SUMMARY: AddressSanitizer: SEGV ./src/formats/PQSformat.cpp:263 in OpenBabel::PQSFormat::ReadMolecule(OpenBabel::OBBase*, OpenBabel::OBConversion*)
==1280241==ABORTING
Since the maintainer of this software did not release a patch during the 90 day window specified in our policy, we have now decided to release the information regarding this vulnerability, to make users of the software aware of this problem.

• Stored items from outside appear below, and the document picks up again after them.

//! Fixed-capacity ring buffer for per-partition history, generalized from
//! the WAL telemetry ring buffer pattern.

use parking_lot::Mutex;

struct RingInner<T> {
    buf: Vec<T>,
    capacity: usize,
    write_pos: usize,
    count: usize,
}

/// Stores the last `capacity` items pushed, overwriting the oldest once
/// full.
pub struct RingBuffer<T> {
    inner: Mutex<RingInner<T>>,
}

impl<T: Clone> RingBuffer<T> {
    #[must_use]
    pub fn new(capacity: usize) -> Self {
        Self {
            inner: Mutex::new(RingInner {
                buf: Vec::with_capacity(capacity),
                capacity: capacity.max(1),
                write_pos: 0,
                count: 0,
            }),
        }
    }

    pub fn push(&self, item: T) {
        let mut inner = self.inner.lock();
        let pos = inner.write_pos;
        if inner.buf.len() < inner.capacity {
            inner.buf.push(item);
        } else {
            inner.buf[pos] = item;
        }
        inner.write_pos = (pos + 1) % inner.capacity;
        inner.count += 1;
    }

    /// Snapshot of stored items in chronological order. Does not remove
    /// anything, despite the name inherited from the pattern this
    /// generalizes.
    #[must_use]
    pub fn history(&self) -> Vec<T> {
        let inner = self.inner.lock();
        let n = inner.count.min(inner.capacity);
        let mut result = Vec::with_capacity(n);
        if n == 0 {
            return result;
        }
        let start = if inner.count >= inner.capacity {
            inner.write_pos
        } else {
            0
        };
        for i in 0..n {
            let idx = (start + i) % inner.capacity;
            result.push(inner.buf[idx].clone());
        }
        result
    }

    #[must_use]
    pub fn len(&self) -> usize {
        let inner = self.inner.lock();
        inner.count.min(inner.capacity)
    }

    #[must_use]
    pub fn is_empty(&self) -> bool {
        self.len() == 0
    }
}

#[cfg(test)]
mod tests {
    use super::*;

    #[test]
    fn wraps_at_capacity_keeping_most_recent() {
        let ring = RingBuffer::new(3);
        for i in 0..5 {
            ring.push(i);
        }
        assert_eq!(ring.history(), vec![2, 3, 4]);
    }

    #[test]
    fn below_capacity_preserves_insertion_order() {
        let ring = RingBuffer::new(5);
        ring.push("a");
        ring.push("b");
        assert_eq!(ring.history(), vec!["a", "b"]);
    }
}
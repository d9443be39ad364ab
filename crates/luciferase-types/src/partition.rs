//! Shared partition identity and metrics types (§3 Partition state).

use serde::{Deserialize, Serialize};
use uuid::Uuid;

/// Stable identity of a partition, independent of its current rank
/// assignment.
pub type PartitionId = Uuid;

/// Identity of a single node (process/worker) inside a partition, used for
/// heartbeat tracking.
pub type NodeId = Uuid;

/// Lifecycle status of a partition as observed by the fault detector.
#[derive(Debug, Clone, Copy, PartialEq, Eq, Serialize, Deserialize)]
pub enum PartitionStatus {
    Healthy,
    Suspected,
    Failed,
    Recovering,
    /// Reserved: partitions do not currently transition into this state.
    /// See Open Questions in DESIGN.md.
    Degraded,
}

impl PartitionStatus {
    #[must_use]
    pub const fn is_healthy(self) -> bool {
        matches!(self, Self::Healthy)
    }
}

impl std::fmt::Display for PartitionStatus {
    fn fmt(&self, f: &mut std::fmt::Formatter<'_>) -> std::fmt::Result {
        let s = match self {
            Self::Healthy => "HEALTHY",
            Self::Suspected => "SUSPECTED",
            Self::Failed => "FAILED",
            Self::Recovering => "RECOVERING",
            Self::Degraded => "DEGRADED",
        };
        f.write_str(s)
    }
}

/// Rolling metrics for a single partition (§3).
#[derive(Debug, Clone, Copy, Default, PartialEq, Serialize, Deserialize)]
pub struct PartitionMetrics {
    pub detection_latency_ms: u64,
    pub recovery_latency_ms: u64,
    pub failure_count: u32,
    pub recovery_attempts: u32,
    pub successful_recoveries: u32,
    pub failed_recoveries: u32,
}

impl PartitionMetrics {
    #[must_use]
    pub fn recovery_success_rate(&self) -> f64 {
        let total = self.successful_recoveries + self.failed_recoveries;
        if total == 0 {
            1.0
        } else {
            f64::from(self.successful_recoveries) / f64::from(total)
        }
    }
}
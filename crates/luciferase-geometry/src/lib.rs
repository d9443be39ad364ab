//! SFC keys and integer tetrahedron/octree geometry.
//!
//! [`SFCKey`] is the opaque, totally-ordered path used by the node store
//! and the wire protocols; [`Tet`] is the concrete integer geometry behind
//! the Tetree variant, including Bey refinement (see [`bey_tables`]) and
//! point location. They live in one crate because `SFCKey::child` for the
//! Tetree variant needs the same refinement table `Tet::child` does.

pub mod bey_tables;
pub mod family;
pub mod key;
pub mod morton;
pub mod perm;
pub mod tet;

pub use family::TetreeFamily;
pub use key::{KeyKind, SFCKey};
pub use tet::{Tet, MAX_LEVEL, ROOT_EXTENT};
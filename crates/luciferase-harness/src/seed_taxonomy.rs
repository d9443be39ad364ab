//! Seed taxonomy for deterministic property and soak testing.
//!
//! Derives distinct purpose-specific seeds from a single root seed using
//! `H(root || purpose_tag || scope_id)` where `H` is xxh3_64, so that two
//! tests sharing a root seed but different scopes never draw from the same
//! stream, while a single test re-run with the same root and scope always
//! reproduces identical derived seeds.

use xxhash_rust::xxh3::xxh3_64;

const TAG_POSITIONS: &[u8] = b"positions";
const TAG_FAULT_INJECTION: &[u8] = b"fault-injection";
const TAG_BUTTERFLY_RANKS: &[u8] = b"butterfly-ranks";
const TAG_FUZZ: &[u8] = b"fuzz";

/// A set of deterministically derived seeds from a single root test seed.
#[derive(Debug, Clone, Copy, PartialEq, Eq)]
pub struct SeedTaxonomy {
    pub root: u64,
    /// Seeds entity position generation (uniform, clustered, colocated).
    pub positions: u64,
    /// Seeds which partitions/timing a fault-injection harness picks.
    pub fault_injection: u64,
    /// Seeds which rank an unavailable-peer simulation picks in butterfly tests.
    pub butterfly_ranks: u64,
    /// Seeds arbitrary fuzz input generation.
    pub fuzz: u64,
}

impl SeedTaxonomy {
    #[must_use]
    pub fn derive(root_seed: u64, scope_id: &str) -> Self {
        Self {
            root: root_seed,
            positions: derive_seed(root_seed, TAG_POSITIONS, scope_id),
            fault_injection: derive_seed(root_seed, TAG_FAULT_INJECTION, scope_id),
            butterfly_ranks: derive_seed(root_seed, TAG_BUTTERFLY_RANKS, scope_id),
            fuzz: derive_seed(root_seed, TAG_FUZZ, scope_id),
        }
    }
}

fn derive_seed(root_seed: u64, purpose_tag: &[u8], scope_id: &str) -> u64 {
    let mut buf = Vec::with_capacity(8 + purpose_tag.len() + scope_id.len());
    buf.extend_from_slice(&root_seed.to_le_bytes());
    buf.extend_from_slice(purpose_tag);
    buf.extend_from_slice(scope_id.as_bytes());
    xxh3_64(&buf)
}

#[cfg(test)]
mod tests {
    use super::*;

    #[test]
    fn derivation_is_deterministic() {
        let a = SeedTaxonomy::derive(0xDEAD_BEEF, "subdivision_scenario");
        let b = SeedTaxonomy::derive(0xDEAD_BEEF, "subdivision_scenario");
        assert_eq!(a, b);
    }

    #[test]
    fn distinct_scopes_diverge() {
        let a = SeedTaxonomy::derive(0xDEAD_BEEF, "scope_a");
        let b = SeedTaxonomy::derive(0xDEAD_BEEF, "scope_b");
        assert_ne!(a.positions, b.positions);
    }

    #[test]
    fn purposes_within_one_scope_are_distinct() {
        let t = SeedTaxonomy::derive(0xCAFE_BABE, "scope");
        let seeds = [t.root, t.positions, t.fault_injection, t.butterfly_ranks, t.fuzz];
        for i in 0..seeds.len() {
            for j in (i + 1)..seeds.len() {
                assert_ne!(seeds[i], seeds[j]);
            }
        }
    }
}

See Cisco’s Coordinated Vulnerability Disclosure Policy for more information: https://tools.cisco.com/security/center/resources/vendor_vulnerability_policy.html
2022-12-20 - Initial Vendor Contact
2023-01-12 - Vendor Disclosure
2023-07-21 - Public Release
Discovered by Claudio Bozzato of Cisco Talos.